Realistically speaking, stocks are the oddball here, pumped up surely by speculation on the positive impact that President Trump may have on corporate bottom lines.  The S&P 500's trailing P/E ratio now stands at 21.5, while the forward-looking P/E stands just below 18.0.  Both are well above their historical norms, but perhaps more concerning is the fact that both have priced in massive growth expectations that just our plausible even under the best-case Trump scenario.

Gold and bonds, conversely, are moving higher for better-founded reasons.  In both cases the lackluster U.S. dollar is helping, and for gold, a sudden and decisive swell of inflation is forcing everyone to reconsider the need for inflation protection; gold is that very well.

Still, what the market should arguably be doing and what the market is actually doing can be two different things for longer than one might expect.
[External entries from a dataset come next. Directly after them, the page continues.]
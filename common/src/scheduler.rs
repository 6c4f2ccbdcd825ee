//! Frame scheduler.
//!
//! Called once per loop iteration, it answers "does anything need drawing now?".
//! Each engine has its own [`IntervalTimer`]; only the engine belonging to the
//! current [`Mode`] is eligible, so the arrows never step under the rain and
//! vice versa.

use crate::config::Config;
use crate::mode::Mode;
use crate::time::{IntervalTimer, Millis};

/// Which engine is due this iteration.
#[derive(Clone, Copy, PartialEq, Eq, Debug)]
#[cfg_attr(feature = "defmt", derive(defmt::Format))]
pub enum Due {
    /// Advance the flow arrows.
    Animation,
    /// Advance the screensaver rain.
    Screensaver,
}

/// Elapsed-time gate for the two drawing engines.
#[derive(Clone, Copy, Debug)]
pub struct FrameScheduler {
    animation: IntervalTimer,
    screensaver: IntervalTimer,
}

impl FrameScheduler {
    /// Create a scheduler with both periods starting at `now`.
    pub const fn new(
        config: &Config,
        now: Millis,
    ) -> Self {
        Self {
            animation: IntervalTimer::new(config.animation_interval_ms, now),
            screensaver: IntervalTimer::new(config.screensaver_interval_ms, now),
        }
    }

    /// Decide which engine (if any) steps at `now`.
    ///
    /// Never blocks. The timer of the ineligible engine is left untouched.
    pub fn tick(
        &mut self,
        now: Millis,
        mode: Mode,
    ) -> Option<Due> {
        match mode {
            Mode::Dashboard => self.animation.poll(now).then_some(Due::Animation),
            Mode::Screensaver => self.screensaver.poll(now).then_some(Due::Screensaver),
        }
    }

    /// Re-arm both timers at `now` (called on mode change).
    pub fn restart(
        &mut self,
        now: Millis,
    ) {
        self.animation.restart(now);
        self.screensaver.restart(now);
    }
}

/// Pause flag checked at the top of an engine step.
///
/// Ownership of the display already serialises drawing; the gate only says
/// whether an engine is allowed to advance. The engine that does not belong to
/// the current mode is kept paused.
#[derive(Clone, Copy, Debug, Default, PartialEq, Eq)]
#[cfg_attr(feature = "defmt", derive(defmt::Format))]
pub struct EngineGate {
    paused: bool,
}

impl EngineGate {
    /// A gate that lets the engine run.
    pub const fn new() -> Self { Self { paused: false } }

    /// A gate that starts paused.
    pub const fn paused() -> Self { Self { paused: true } }

    /// Stop the engine from advancing.
    #[inline]
    pub fn pause(&mut self) { self.paused = true; }

    /// Let the engine advance again.
    #[inline]
    pub fn resume(&mut self) { self.paused = false; }

    /// Whether the engine is currently held.
    #[inline]
    pub const fn is_paused(&self) -> bool { self.paused }
}

// =============================================================================
// Unit Tests
// =============================================================================

#[cfg(test)]
mod tests {
    use super::*;

    fn scheduler() -> FrameScheduler { FrameScheduler::new(&Config::default(), 0) }

    #[test]
    fn test_nothing_due_before_interval() {
        let mut sched = scheduler();
        assert_eq!(sched.tick(10, Mode::Dashboard), None);
        assert_eq!(sched.tick(49, Mode::Dashboard), None);
    }

    #[test]
    fn test_animation_due_in_dashboard() {
        let mut sched = scheduler();
        assert_eq!(sched.tick(50, Mode::Dashboard), Some(Due::Animation));
        assert_eq!(sched.tick(60, Mode::Dashboard), None);
        assert_eq!(sched.tick(100, Mode::Dashboard), Some(Due::Animation));
    }

    #[test]
    fn test_screensaver_due_only_in_screensaver() {
        let mut sched = scheduler();
        assert_eq!(sched.tick(200, Mode::Screensaver), Some(Due::Screensaver));
        // Animation period elapsed too, but it is not eligible in this mode
        assert_eq!(sched.tick(260, Mode::Screensaver), None);
        assert_eq!(sched.tick(400, Mode::Screensaver), Some(Due::Screensaver));
    }

    #[test]
    fn test_ticks_per_second() {
        let mut sched = scheduler();
        let steps = (1..=1000).filter(|&t| sched.tick(t, Mode::Dashboard).is_some()).count();
        assert_eq!(steps, 20);
    }

    #[test]
    fn test_engine_gate() {
        let mut gate = EngineGate::default();
        assert!(!gate.is_paused());
        gate.pause();
        assert!(gate.is_paused());
        gate.resume();
        assert!(!gate.is_paused());
        assert!(EngineGate::paused().is_paused());
    }

    #[test]
    fn test_restart_suppresses_stale_tick() {
        let mut sched = scheduler();
        sched.restart(500);
        assert_eq!(sched.tick(520, Mode::Screensaver), None);
        assert_eq!(sched.tick(700, Mode::Screensaver), Some(Due::Screensaver));
    }
}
As John Maynard Keynes so wisely put it, "The market can stay irrational longer than you can stay solvent."

In other words, just because equities don't make sense at their current values doesn't mean the market cares enough to do anything about it.

On the other hand, it would be naive to think is unlikely deviation from the norm is built to last.  They never are.  And of the classes in question, stocks are the most vulnerable.  Of the three, that's the one you need to worry about the most.